На уроках пантомимы Максим получал не худшие отметки. Живо изобразил, как увидел красавицу в цирке и выскочил на арену, желая удостоиться взгляда дивных глаз. Трудно ли убедить женщину, что мужчина ради нее готов на подвиг? Весталка зарделась еще пуще. Максим перехватил взгляд облаченного в тогу сенатора и догадался, что нажил врага.
Забытая кошка сердито кусала павлинье перо.
С пунцовых губ весталки срывался вопрос за вопросом. Максим надеялся, что угадывает хотя бы некоторые. Кто он? Из какой страны? Что делает в Риме?
Следовало немедленно сочинить биографию, да так ловко, чтобы не угодить под плети надсмотрщиков. От нынешней минуты зависела его дальнейшая судьба.
Судьба? Неужели он навек останется в Древнем Риме?
Ответа на этот вопрос не существовало.
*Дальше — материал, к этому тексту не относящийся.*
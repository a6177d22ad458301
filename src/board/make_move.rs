use super::{king_moved_bit, rook_moved_bit, Board, MoveError, Piece, Square};

impl Board {
    /// Apply a pre-validated move, mutating the board in place.
    ///
    /// The caller is the legality boundary: the move must come from
    /// [`Board::legal_moves_from`] (or be pseudo-legal for the mover during
    /// legality filtering). Use [`Board::try_move`] for unvalidated input.
    ///
    /// Castling (a king travelling two files) relocates the rook in the same
    /// call and returns early: that path skips the halfmove clock, leaves the
    /// en-passant target untouched, and does not record the position in the
    /// repetition history.
    pub fn apply_move(&mut self, from: Square, to: Square) {
        let (color, piece) = self
            .piece_at(from)
            .expect("apply_move called with an empty source square");
        let captured = self.piece_at(to);
        let is_pawn = piece == Piece::Pawn;

        // A pawn sliding diagonally onto an empty square can only be an
        // en-passant capture; the captured pawn sits on the mover's start
        // row at the destination file.
        if is_pawn && from.1 != to.1 && captured.is_none() {
            let bypassed = Square(from.0, to.1);
            if let Some((bc, bp)) = self.piece_at(bypassed) {
                self.remove_piece(bypassed, bc, bp);
            }
        }

        if piece == Piece::King && from.0 == to.0 && from.1.abs_diff(to.1) == 2 {
            self.remove_piece(from, color, piece);
            self.set_piece(to, color, piece);

            let (rook_from_col, rook_to_col, side) = if to.1 == 6 { (7, 5, 'K') } else { (0, 3, 'Q') };
            let rook_from = Square(from.0, rook_from_col);
            if let Some((rc, rp)) = self.piece_at(rook_from) {
                self.remove_piece(rook_from, rc, rp);
                self.set_piece(Square(from.0, rook_to_col), rc, rp);
            }

            self.moved_flags |= king_moved_bit(color);
            self.moved_flags |= rook_moved_bit(color, side);
            self.side_to_move = self.side_to_move.opponent();
            return;
        }

        // En passant via the stored target square; the bypassed pawn sits one
        // row behind the destination.
        if is_pawn && self.en_passant_target == Some(to) {
            let behind_row = (to.0 as isize - color.pawn_direction()) as usize;
            let behind = Square(behind_row, to.1);
            if let Some((bc, bp)) = self.piece_at(behind) {
                self.remove_piece(behind, bc, bp);
            }
        }

        if let Some((cc, cp)) = captured {
            self.remove_piece(to, cc, cp);
        }
        self.remove_piece(from, color, piece);
        self.set_piece(to, color, piece);

        if piece == Piece::King {
            self.moved_flags |= king_moved_bit(color);
        } else if piece == Piece::Rook {
            let home = color.back_rank();
            if from == Square(home, 7) {
                self.moved_flags |= rook_moved_bit(color, 'K');
            } else if from == Square(home, 0) {
                self.moved_flags |= rook_moved_bit(color, 'Q');
            }
        }

        // A double push leaves a fresh en-passant target on the bypassed
        // square; every other move clears it.
        if is_pawn && from.0.abs_diff(to.0) == 2 {
            self.en_passant_target = Some(Square((from.0 + to.0) / 2, to.1));
        } else {
            self.en_passant_target = None;
        }

        // Forced queen promotion; no under-promotion exists.
        if is_pawn && to.0 == color.pawn_promotion_rank() {
            self.remove_piece(to, color, Piece::Pawn);
            self.set_piece(to, color, Piece::Queen);
        }

        if captured.is_some() || is_pawn {
            self.halfmove_clock = 0;
        } else {
            self.halfmove_clock = self.halfmove_clock.saturating_add(1);
        }

        self.side_to_move = self.side_to_move.opponent();
        let key = self.position_key();
        self.position_history.push(key);
    }

    /// Validate and apply a move; the explicit legality boundary for callers
    /// holding unvalidated input.
    pub fn try_move(&mut self, from: Square, to: Square) -> Result<(), MoveError> {
        for sq in [from, to] {
            if !sq.in_bounds() {
                return Err(MoveError::OffBoard { row: sq.0, col: sq.1 });
            }
        }
        match self.piece_at(from) {
            None => return Err(MoveError::EmptySquare { square: from }),
            Some((color, _)) if color != self.side_to_move => {
                return Err(MoveError::WrongSide { square: from })
            }
            Some(_) => {}
        }
        if !self.legal_moves_from(from).contains(&to) {
            return Err(MoveError::IllegalMove { from, to });
        }
        self.apply_move(from, to);
        Ok(())
    }
}
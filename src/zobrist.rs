//! Zobrist hashing for chess positions.
//!
//! Position keys cover piece placement, side to move, the six monotonic
//! moved flags, and the en-passant target square, so key equality matches
//! the repetition rule's notion of "same position".

use rand::prelude::*;

pub(crate) struct ZobristKeys {
    // piece_keys[piece_type][color][square_index]
    pub(crate) piece_keys: [[[u64; 64]; 2]; 6],
    pub(crate) black_to_move_key: u64,
    // moved_flag_keys[color][slot]: 0 = king, 1 = kingside rook, 2 = queenside rook
    pub(crate) moved_flag_keys: [[u64; 3]; 2],
    // Keyed by the full target square: a stale target left behind by castling
    // can differ from a fresh one only by row.
    pub(crate) en_passant_keys: [u64; 64],
}

impl ZobristKeys {
    fn new() -> Self {
        let mut rng = StdRng::seed_from_u64(1234567890_u64); // Use a fixed seed for reproducibility
        let mut piece_keys = [[[0; 64]; 2]; 6];
        let mut moved_flag_keys = [[0; 3]; 2];
        let mut en_passant_keys = [0; 64];

        for piece in &mut piece_keys {
            for color in piece.iter_mut() {
                for key in color.iter_mut() {
                    *key = rng.gen();
                }
            }
        }

        let black_to_move_key = rng.gen();

        for color in &mut moved_flag_keys {
            for key in color.iter_mut() {
                *key = rng.gen();
            }
        }

        for key in &mut en_passant_keys {
            *key = rng.gen();
        }

        ZobristKeys {
            piece_keys,
            black_to_move_key,
            moved_flag_keys,
            en_passant_keys,
        }
    }
}

// Initialize Zobrist keys lazily and globally
pub(crate) static ZOBRIST: std::sync::LazyLock<ZobristKeys> = std::sync::LazyLock::new(ZobristKeys::new);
Предаваться отчаянию было некогда.
Возможно, останется. Что тогда? Максиму требовалось время: представить свою жизнь в чужом мире. Подумать о грозящих опасностях. Вообразить нежданные радости. Ужаснуться или возликовать.
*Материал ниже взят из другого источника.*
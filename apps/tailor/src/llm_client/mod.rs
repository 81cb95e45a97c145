//! LLM Client: the only place that talks to a model host.
//!
//! Two hosts are supported behind one trait: a local Ollama server and a remote
//! OpenAI-compatible chat completions API. The host is picked once from
//! `BackendConfig::kind`; callers never branch on it.
//!
//! One request per call, no retries. The timeout comes from the config and a
//! timeout is reported exactly like a connection failure.
use std::fmt;
use std::str::FromStr;
use std::sync::Arc;
use std::time::Duration;

use async_trait::async_trait;
use serde::{Deserialize, Serialize};
use thiserror::Error;

pub mod ollama;
pub mod openai;
pub mod prompts;

pub use ollama::OllamaBackend;
pub use openai::OpenAiBackend;

pub const DEFAULT_OLLAMA_HOST: &str = "http://localhost:11434";
pub const DEFAULT_OPENAI_BASE_URL: &str = "https://api.openai.com/v1";
pub const DEFAULT_LOCAL_MODEL: &str = "llama3.2";
pub const DEFAULT_REMOTE_MODEL: &str = "gpt-4o-mini";
pub const DEFAULT_TIMEOUT: Duration = Duration::from_secs(120);

/// Sampling temperature for rewriting. Low: the model should rephrase, not invent.
pub(crate) const TEMPERATURE: f32 = 0.3;

#[derive(Debug, Error)]
pub enum LlmError {
    /// Connection error, timeout, non-success status or an undecodable body.
    #[error("LLM backend unavailable: {0}")]
    BackendUnavailable(String),

    /// The selected backend is missing a credential, a model or an endpoint.
    #[error("LLM configuration error: {0}")]
    Config(String),
}

impl From<reqwest::Error> for LlmError {
    fn from(e: reqwest::Error) -> Self {
        if e.is_timeout() {
            LlmError::BackendUnavailable(format!("request timed out: {e}"))
        } else {
            LlmError::BackendUnavailable(e.to_string())
        }
    }
}

#[derive(Debug, Clone, Copy, PartialEq, Eq, Serialize, Deserialize)]
#[serde(rename_all = "snake_case")]
pub enum BackendKind {
    /// Ollama on the local machine or network.
    Local,
    /// OpenAI-compatible hosted API. Requires an API key.
    Remote,
}

impl FromStr for BackendKind {
    type Err = LlmError;

    fn from_str(s: &str) -> Result<Self, Self::Err> {
        match s.trim().to_ascii_lowercase().as_str() {
            "local" | "ollama" => Ok(BackendKind::Local),
            "remote" | "openai" => Ok(BackendKind::Remote),
            other => Err(LlmError::Config(format!(
                "unknown backend '{other}' (expected 'local' or 'remote')"
            ))),
        }
    }
}

impl fmt::Display for BackendKind {
    fn fmt(&self, f: &mut fmt::Formatter<'_>) -> fmt::Result {
        match self {
            BackendKind::Local => f.write_str("local"),
            BackendKind::Remote => f.write_str("remote"),
        }
    }
}

/// Immutable settings for one backend. Built at the process boundary and
/// passed down; nothing below `main` reads the environment.
#[derive(Clone, PartialEq)]
pub struct BackendConfig {
    pub kind: BackendKind,
    pub model: String,
    pub endpoint: String,
    pub api_key: Option<String>,
    pub timeout: Duration,
}

impl BackendConfig {
    pub fn local(model: impl Into<String>, endpoint: impl Into<String>) -> Self {
        Self {
            kind: BackendKind::Local,
            model: model.into(),
            endpoint: endpoint.into(),
            api_key: None,
            timeout: DEFAULT_TIMEOUT,
        }
    }

    pub fn remote(
        model: impl Into<String>,
        endpoint: impl Into<String>,
        api_key: Option<String>,
    ) -> Self {
        Self {
            kind: BackendKind::Remote,
            model: model.into(),
            endpoint: endpoint.into(),
            api_key,
            timeout: DEFAULT_TIMEOUT,
        }
    }

    pub fn with_timeout(mut self, timeout: Duration) -> Self {
        self.timeout = timeout;
        self
    }

    /// Endpoint without a trailing slash.
    pub fn base_url(&self) -> &str {
        self.endpoint.trim_end_matches('/')
    }

    /// Checks that the selected backend has what it needs to send a request.
    pub fn check(&self) -> Result<(), LlmError> {
        if self.model.trim().is_empty() {
            return Err(LlmError::Config(format!(
                "no model selected for the {} backend",
                self.kind
            )));
        }
        if self.endpoint.trim().is_empty() {
            return Err(LlmError::Config(format!(
                "no endpoint configured for the {} backend",
                self.kind
            )));
        }
        if self.kind == BackendKind::Remote
            && self.api_key.as_deref().map_or(true, |k| k.trim().is_empty())
        {
            return Err(LlmError::Config(
                "the remote backend requires an API key (OPENAI_API_KEY)".to_string(),
            ));
        }
        Ok(())
    }
}

// The key must never reach a log line.
impl fmt::Debug for BackendConfig {
    fn fmt(&self, f: &mut fmt::Formatter<'_>) -> fmt::Result {
        f.debug_struct("BackendConfig")
            .field("kind", &self.kind)
            .field("model", &self.model)
            .field("endpoint", &self.endpoint)
            .field("api_key", &self.api_key.as_ref().map(|_| "<redacted>"))
            .field("timeout", &self.timeout)
            .finish()
    }
}

/// A rendered prompt: system instructions plus the user turn.
#[derive(Debug, Clone, PartialEq, Eq)]
pub struct Prompt {
    pub system: String,
    pub user: String,
}

impl Prompt {
    pub fn len(&self) -> usize {
        self.system.len() + self.user.len()
    }
}

/// A model host. Implementations send exactly one request per call.
#[async_trait]
pub trait LlmBackend: Send + Sync {
    fn name(&self) -> &'static str;

    async fn generate(&self, prompt: &Prompt, config: &BackendConfig) -> Result<String, LlmError>;
}

/// The backend implementation for a configured kind.
pub fn backend_for(kind: BackendKind) -> Arc<dyn LlmBackend> {
    match kind {
        BackendKind::Local => Arc::new(OllamaBackend::new()),
        BackendKind::Remote => Arc::new(OpenAiBackend::new()),
    }
}

/// Reads an error body, keeping it short enough for a log line.
pub(crate) async fn error_excerpt(response: reqwest::Response) -> String {
    const MAX_CHARS: usize = 300;
    let body = response.text().await.unwrap_or_default();
    let message = serde_json::from_str::<ApiErrorEnvelope>(&body)
        .map(|e| e.error.message())
        .unwrap_or(body);
    message.chars().take(MAX_CHARS).collect()
}

/// `{"error": "..."}` (Ollama) or `{"error": {"message": "..."}}` (OpenAI).
#[derive(Debug, Deserialize)]
struct ApiErrorEnvelope {
    error: ApiErrorBody,
}

#[derive(Debug, Deserialize)]
#[serde(untagged)]
enum ApiErrorBody {
    Text(String),
    Object { message: String },
}

impl ApiErrorBody {
    fn message(self) -> String {
        match self {
            ApiErrorBody::Text(message) | ApiErrorBody::Object { message } => message,
        }
    }
}

#[cfg(test)]
pub(crate) mod test_support {
    use axum::Router;

    /// Serves `router` on an ephemeral local port and returns its base URL.
    pub async fn spawn_mock(router: Router) -> String {
        let listener = tokio::net::TcpListener::bind("127.0.0.1:0").await.unwrap();
        let addr = listener.local_addr().unwrap();
        tokio::spawn(async move {
            axum::serve(listener, router).await.unwrap();
        });
        format!("http://{addr}")
    }

    /// A local port with nothing listening on it.
    pub async fn closed_port_url() -> String {
        let listener = tokio::net::TcpListener::bind("127.0.0.1:0").await.unwrap();
        let addr = listener.local_addr().unwrap();
        drop(listener);
        format!("http://{addr}")
    }
}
Весталка гладила рассерженную кошку и ждала ответа.
В тот же миг Максим узрел будущее – блистательное будущее для актера.
За кого бы он себя ни выдал, это будет новая роль! Роль, сыгранная не для одного, не для двух человек, даже не для целого зала! Кого бы ни изобразил – раба, солдата, вольноотпущенника – предстоит выступить перед всем древним миром!
У Максима захватило дыхание.
Он всегда считал жизнь сырьем для производства чего-то высшего, а именно – Искусства. Что, кроме бессмертных творений гения, оправдывает существование человечества? В самом деле, Спартаку стоило поднять восстание ради одного того, чтобы Джованьоли написал бессмертный роман, а Хачатурян – совершенную музыку. Максим вспомнил первые аккорды марша легионеров. Вообразил Мариса Лиепу в роли Красса… По спине пробежал холодок восторга.
Весталка нетерпеливо хлопнула в ладоши. Максим решился. Он чуть ссутулился и, прихрамывая, сделал несколько шагов усталой походкой человека, пришедшего издалека. Вскинул голову и застыл от изумления, узрев город на Семи холмах[7]. Храмы, статуи, фонтаны – все вызывало у чужака благоговейное изумление. Наконец, опомнившись, он охлопал себя по бокам и принялся растерянно озираться. Пока любовался красотами Рима, какие-то ловкачи украли его нехитрые пожитки.
Рыжая весталка добродушно рассмеялась и требовательно сказала что-то патрицию. Тот принялся возражать, но весталка чуть сдвинула тонкие брови, и вопрос был решен. Сенатор знаками предложил незадачливому чужаку следовать за ним.
Максим вежливо поклонился, хотя принял приглашение без восторга. Гостеприимство патриция не внушало доверия. К сожалению, выбирать не приходилось.
Однако прежде, чем войти в дом возможного врага, следовало обзавестись другом. Максим отступил на шаг и положил руку на плечо бестиария, вместе с ланистой глазевшего на происходящее. Повернулся к весталке. Она терпеливо ждала. Максим судорожно искал в памяти подходящий пример. Вскоре его осенило (недаром штудировал мифы в изложении Куна).